■名探偵モンク関連コラム
2006/02/03
吹き替えに関する雑記

 この文章を読んでくださっている方の大多数は、名探偵モンクを少なくとも一度は観たことがある方ばかりだと思うが、その際、皆さんは、吹き替えでご覧になったのだろうか。それとも字幕でご覧になったのだろうか。

 私の場合は、テレビではなくレンタルビデオ屋で借りた字幕版のビデオで、初めてモンクを見た。つまり最初からモンクの声はトニー・シャルーブの声であり、警部の声はテッド・レヴィンの声として聞いた。

 シーズン1のビデオを全て字幕版で見て、すっかり名探偵モンク、特にストットルマイヤー警部の大ファンになった私は、吹き替え版では警部の声はどんななのか気になって、もう一度、今度は吹き替え版のビデオを借りてきた。

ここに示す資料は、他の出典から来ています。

use std::process::ExitCode;

fn main() -> ExitCode {
    match metric_charts::app::run() {
        Ok(()) => ExitCode::SUCCESS,
        Err(err) => {
            eprintln!("{err}");
            ExitCode::from(err.exit_code())
        }
    }
}
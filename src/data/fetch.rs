//! Concurrent per-ticker fetching.
//!
//! One request per (ticker, metric). Requests fan out on the rayon pool and
//! the call returns once every one of them has settled. A failing ticker is
//! logged and contributes an empty series; it never aborts its siblings.

use crate::data::metric::MetricSpec;
use crate::domain::{DateRange, Interval, RawPoint, Series};
use crate::error::ChartError;

/// Parameters of a single backend call.
#[derive(Debug, Clone, PartialEq)]
pub struct PointRequest<'a> {
    pub ticker: &'a str,
    pub metric: &'a MetricSpec,
    pub range: DateRange,
    pub interval: Interval,
}

/// Anything that can produce the raw points of one (ticker, metric) pair.
pub trait SeriesSource: Sync {
    fn fetch_points(&self, request: &PointRequest<'_>) -> Result<Vec<RawPoint>, ChartError>;
}

/// Fetch one series per ticker, in input order.
pub fn fetch_series<S: SeriesSource + ?Sized>(
    source: &S,
    tickers: &[String],
    metric: &MetricSpec,
    range: DateRange,
    interval: Interval,
) -> Vec<Series> {
    use rayon::prelude::*;

    tickers
        .par_iter()
        .map(|ticker| {
            let request = PointRequest {
                ticker: ticker.as_str(),
                metric,
                range,
                interval,
            };
            match source.fetch_points(&request) {
                Ok(points) => {
                    log::debug!("{ticker} {}: {} points", metric.name, points.len());
                    Series {
                        ticker: ticker.clone(),
                        points,
                    }
                }
                Err(err) => {
                    log::warn!("{err}; charting {ticker} without {}", metric.name);
                    Series::empty(ticker.clone())
                }
            }
        })
        .collect()
}

/// Raw series for both metrics of a chart.
#[derive(Debug, Clone, PartialEq)]
pub struct ChartSeries {
    pub primary: Vec<Series>,
    pub secondary: Option<Vec<Series>>,
}

/// Fetch the primary and optional secondary metric concurrently.
pub fn fetch_chart_series<S: SeriesSource + ?Sized>(
    source: &S,
    tickers: &[String],
    primary: &MetricSpec,
    secondary: Option<&MetricSpec>,
    range: DateRange,
    interval: Interval,
) -> ChartSeries {
    let (primary, secondary) = rayon::join(
        || fetch_series(source, tickers, primary, range, interval),
        || secondary.map(|spec| fetch_series(source, tickers, spec, range, interval)),
    );
    ChartSeries { primary, secondary }
}

#[cfg(test)]
pub(crate) mod tests {
    use super::*;
    use crate::data::metric::resolve;
    use std::sync::atomic::{AtomicUsize, Ordering};

    /// In-memory source: one point per ticker per year, value = year offset.
    pub(crate) struct FakeSource {
        pub calls: AtomicUsize,
        pub failing: Vec<String>,
    }

    impl FakeSource {
        pub(crate) fn new() -> Self {
            Self {
                calls: AtomicUsize::new(0),
                failing: Vec::new(),
            }
        }

        pub(crate) fn calls(&self) -> usize {
            self.calls.load(Ordering::SeqCst)
        }
    }

    impl SeriesSource for FakeSource {
        fn fetch_points(&self, request: &PointRequest<'_>) -> Result<Vec<RawPoint>, ChartError> {
            self.calls.fetch_add(1, Ordering::SeqCst);
            if self.failing.iter().any(|t| t == request.ticker) {
                return Err(ChartError::Network {
                    ticker: request.ticker.to_string(),
                    message: "connection refused".to_string(),
                });
            }
            let base = request.ticker.len() as f64 * 100.0;
            Ok(["2021-12-31", "2022-12-31", "2023-12-31"]
                .iter()
                .enumerate()
                .map(|(i, d)| RawPoint::new(*d, Some(base + i as f64)))
                .collect())
        }
    }

    fn range() -> DateRange {
        DateRange::parse("2021-01-01", "2024-01-01").unwrap()
    }

    fn tickers(names: &[&str]) -> Vec<String> {
        names.iter().map(|s| s.to_string()).collect()
    }

    #[test]
    fn one_series_per_ticker_in_order() {
        let source = FakeSource::new();
        let spec = resolve("Revenues").unwrap();
        let names = tickers(&["MSFT", "AAPL", "GOOGL", "T"]);
        let series = fetch_series(&source, &names, &spec, range(), Interval::Annual);

        let got: Vec<&str> = series.iter().map(|s| s.ticker.as_str()).collect();
        assert_eq!(got, vec!["MSFT", "AAPL", "GOOGL", "T"]);
        assert!(series.iter().all(|s| s.points.len() == 3));
        assert_eq!(source.calls(), 4);
    }

    #[test]
    fn failing_ticker_yields_empty_series() {
        let mut source = FakeSource::new();
        source.failing.push("BAD".to_string());
        let spec = resolve("EPS").unwrap();
        let names = tickers(&["AAPL", "BAD", "MSFT"]);
        let series = fetch_series(&source, &names, &spec, range(), Interval::Quarter);

        assert_eq!(series.len(), 3);
        assert_eq!(series[1], Series::empty("BAD"));
        assert_eq!(series[0].points.len(), 3);
        assert_eq!(series[2].points.len(), 3);
    }

    #[test]
    fn secondary_metric_fetched_alongside_primary() {
        let source = FakeSource::new();
        let primary = resolve("Revenues").unwrap();
        let secondary = resolve("Net Income").unwrap();
        let names = tickers(&["AAPL", "MSFT"]);

        let both = fetch_chart_series(&source, &names, &primary, Some(&secondary), range(), Interval::Annual);
        assert_eq!(both.primary.len(), 2);
        assert_eq!(both.secondary.as_ref().map(Vec::len), Some(2));
        assert_eq!(source.calls(), 4);

        let only = fetch_chart_series(&source, &names, &primary, None, range(), Interval::Annual);
        assert!(only.secondary.is_none());
        assert_eq!(source.calls(), 6);
    }
}
//! Chart lifecycle: request -> fetch -> normalize -> layout.
//!
//! A `ChartController` owns everything one chart instance needs: the last
//! accepted request fingerprint, a generation counter for in-flight fetches,
//! the cached data and the current scene. Hosts drive it in two ways:
//!
//! - synchronously with `refresh`, which blocks on the fetch
//! - split with `begin` / `FetchJob::run` / `commit`, so the fetch can run on
//!   a worker thread while the host keeps handling input
//!
//! A result is only committed if its generation is still the newest; anything
//! older is dropped. Size and chart-type changes never refetch.

use std::fmt;
use std::time::Instant;

use crate::data::{MetricSpec, SeriesSource, fetch_chart_series, resolve, resolve_secondary};
use crate::domain::{ChartRequest, ChartType, DateRange, Fingerprint, Interval};
use crate::error::ChartError;
use crate::normalize::normalize_all;
use crate::render::{ChartData, Scene, Size};

pub mod resize;

pub use resize::ResizeController;

#[derive(Debug, Clone, Copy, PartialEq, Eq)]
pub enum Phase {
    Idle,
    Fetching,
    Drawing,
}

/// Result of submitting a request.
#[derive(Debug)]
pub enum Begin {
    /// Same fetch parameters as the last accepted request; nothing to fetch.
    Unchanged,
    Fetch(FetchJob),
}

/// A fetch detached from its controller.
#[derive(Debug, Clone)]
pub struct FetchJob {
    generation: u64,
    tickers: Vec<String>,
    primary: MetricSpec,
    secondary: Option<MetricSpec>,
    range: DateRange,
    interval: Interval,
}

impl FetchJob {
    pub fn generation(&self) -> u64 {
        self.generation
    }

    /// Fetch every series and normalize it.
    pub fn run<S: SeriesSource + ?Sized>(self, source: &S) -> FetchOutcome {
        let started = Instant::now();
        let series = fetch_chart_series(
            source,
            &self.tickers,
            &self.primary,
            self.secondary.as_ref(),
            self.range,
            self.interval,
        );
        let primary = normalize_all(&series.primary, self.interval);
        let secondary = series
            .secondary
            .as_deref()
            .map(|s| normalize_all(s, self.interval));
        let data = ChartData::new(self.primary, self.secondary, self.interval, primary, secondary);
        log::info!(
            "fetch #{}: {} tickers, {} periods in {:?}",
            self.generation,
            self.tickers.len(),
            data.frame.keys.len(),
            started.elapsed()
        );
        FetchOutcome {
            generation: self.generation,
            data,
        }
    }
}

#[derive(Debug, Clone)]
pub struct FetchOutcome {
    generation: u64,
    data: ChartData,
}

impl FetchOutcome {
    pub fn generation(&self) -> u64 {
        self.generation
    }
}

type LoadingCallback = Box<dyn FnMut(bool) + Send>;

pub struct ChartController {
    phase: Phase,
    generation: u64,
    fingerprint: Option<Fingerprint>,
    chart_type: ChartType,
    size: Size,
    data: Option<ChartData>,
    scene: Scene,
    on_loading: Option<LoadingCallback>,
}

impl fmt::Debug for ChartController {
    fn fmt(&self, f: &mut fmt::Formatter<'_>) -> fmt::Result {
        f.debug_struct("ChartController")
            .field("phase", &self.phase)
            .field("generation", &self.generation)
            .field("chart_type", &self.chart_type)
            .field("size", &self.size)
            .field("has_data", &self.data.is_some())
            .finish()
    }
}

impl ChartController {
    pub fn new(size: Size) -> Self {
        Self {
            phase: Phase::Idle,
            generation: 0,
            fingerprint: None,
            chart_type: ChartType::Bar,
            size,
            data: None,
            scene: Scene::placeholder(size, ChartError::EmptySelection.to_string()),
            on_loading: None,
        }
    }

    /// Register the host's loading indicator.
    pub fn on_loading(mut self, callback: impl FnMut(bool) + Send + 'static) -> Self {
        self.on_loading = Some(Box::new(callback));
        self
    }

    pub fn phase(&self) -> Phase {
        self.phase
    }

    pub fn generation(&self) -> u64 {
        self.generation
    }

    pub fn chart_type(&self) -> ChartType {
        self.chart_type
    }

    pub fn size(&self) -> Size {
        self.size
    }

    pub fn data(&self) -> Option<&ChartData> {
        self.data.as_ref()
    }

    pub fn scene(&self) -> &Scene {
        &self.scene
    }

    /// Validate `request` and decide whether it needs a fetch.
    ///
    /// Validation failures replace the chart with a placeholder carrying the
    /// error text.
    pub fn begin(&mut self, request: &ChartRequest) -> Result<Begin, ChartError> {
        self.chart_type = request.chart_type;
        match self.prepare(request) {
            Ok(Some(job)) => {
                self.phase = Phase::Fetching;
                self.notify_loading(true);
                Ok(Begin::Fetch(job))
            }
            Ok(None) => {
                self.rebuild_scene();
                Ok(Begin::Unchanged)
            }
            Err(err) => {
                log::debug!("request rejected: {err}");
                self.show_error(&err);
                Err(err)
            }
        }
    }

    /// Drop the current chart and show `err` in its place.
    pub fn show_error(&mut self, err: &ChartError) {
        self.fingerprint = None;
        self.data = None;
        self.scene = Scene::placeholder(self.size, err.to_string());
        if self.phase == Phase::Fetching {
            // Whatever is in flight is now stale.
            self.generation += 1;
            self.phase = Phase::Idle;
            self.notify_loading(false);
        }
    }

    fn prepare(&mut self, request: &ChartRequest) -> Result<Option<FetchJob>, ChartError> {
        if request.tickers.is_empty() || request.metric.trim().is_empty() {
            return Err(ChartError::EmptySelection);
        }
        let primary = resolve(&request.metric)?;
        let secondary = resolve_secondary(request.secondary_metric.as_deref())?;
        let range = DateRange::parse(&request.start_date, &request.end_date)?;

        let fingerprint = Fingerprint::of(request);
        if self.fingerprint.as_ref() == Some(&fingerprint) {
            return Ok(None);
        }

        self.generation += 1;
        self.fingerprint = Some(fingerprint);
        log::debug!(
            "fetch #{} for {} ({}, {})",
            self.generation,
            request.tickers.join(","),
            primary.name,
            secondary.map_or("no secondary", |s| s.name)
        );
        Ok(Some(FetchJob {
            generation: self.generation,
            tickers: request.tickers.clone(),
            primary,
            secondary,
            range,
            interval: request.interval,
        }))
    }

    /// Install a finished fetch, unless a newer one has been started since.
    pub fn commit(&mut self, outcome: FetchOutcome) -> Result<(), ChartError> {
        if outcome.generation != self.generation {
            log::debug!(
                "dropping fetch #{} (current #{})",
                outcome.generation,
                self.generation
            );
            return Err(ChartError::StaleResult(outcome.generation));
        }
        self.phase = Phase::Drawing;
        self.data = Some(outcome.data);
        self.rebuild_scene();
        self.phase = Phase::Idle;
        self.notify_loading(false);
        Ok(())
    }

    /// `begin`, fetch and `commit` in one blocking call.
    pub fn refresh<S: SeriesSource + ?Sized>(
        &mut self,
        request: &ChartRequest,
        source: &S,
    ) -> Result<(), ChartError> {
        match self.begin(request)? {
            Begin::Unchanged => Ok(()),
            Begin::Fetch(job) => self.commit(job.run(source)),
        }
    }

    /// Re-layout for a new container size. Returns whether anything changed.
    pub fn resize(&mut self, size: Size) -> bool {
        if size == self.size {
            return false;
        }
        self.size = size;
        self.rebuild_scene();
        true
    }

    pub fn set_chart_type(&mut self, chart_type: ChartType) {
        if chart_type != self.chart_type {
            self.chart_type = chart_type;
            self.rebuild_scene();
        }
    }

    fn rebuild_scene(&mut self) {
        self.scene = match &self.data {
            Some(data) => Scene::build(data, self.chart_type, self.size),
            None => match &self.scene.message {
                Some(message) => Scene::placeholder(self.size, message.clone()),
                None => Scene::placeholder(self.size, ChartError::EmptySelection.to_string()),
            },
        };
    }

    fn notify_loading(&mut self, loading: bool) {
        if let Some(callback) = self.on_loading.as_mut() {
            callback(loading);
        }
    }
}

そして初めて警部役の坂部文昭さんの声を聞いた時・・・正直、かなりの違和感を感じたのを覚えている。

 決して坂部文昭さんが悪いのではなく、最初からこの声が警部の声なんだと認識していれば、きっと問題なかったのだと思う。
 逆に、もし吹き替え版を先に観て、坂部文昭さんの声に慣れた後で、テッド・レヴィンの声を聞いていたら、やっぱり違和感をおぼえたかもしれない。ちょうど、小池朝雄さんの声のイメージが強すぎて、ピーター・フォークの声で聞くとかえって違和感を感じる、コロンボ警部のように。

 しかし、すっかりテッド・レヴィンの声に慣れた私の耳には、坂部さんの声は、よく言えば円熟しすぎ、率直に言えば、ちょっとオッサンすぎるように聞こえた。テッド・レヴィンはハゲているので老けてみえるが、まだ50歳前。よって警部の年もそれくらいとして考えると、坂部さんの声は渋すぎて、とても40代の男の声には聞こえない。実際のところ、おいくつなんだろうと思って調べてみたら、ちょうどテッド・レヴィンよりひとまわり年上だった。さもありなん。

 しかし、つまるところ私はテッド・レヴィンのファンで、特に彼の声に惚れこんでしまっているので、誰が吹き替えをやっても、きっとピンとこないに違いない。実際、アメリカで出ているモンクのDVDには、フランス語とスペイン語の吹き替えが収録されているが(SEASON 1のみ)、私にはやっぱりテッドの声が一番だ。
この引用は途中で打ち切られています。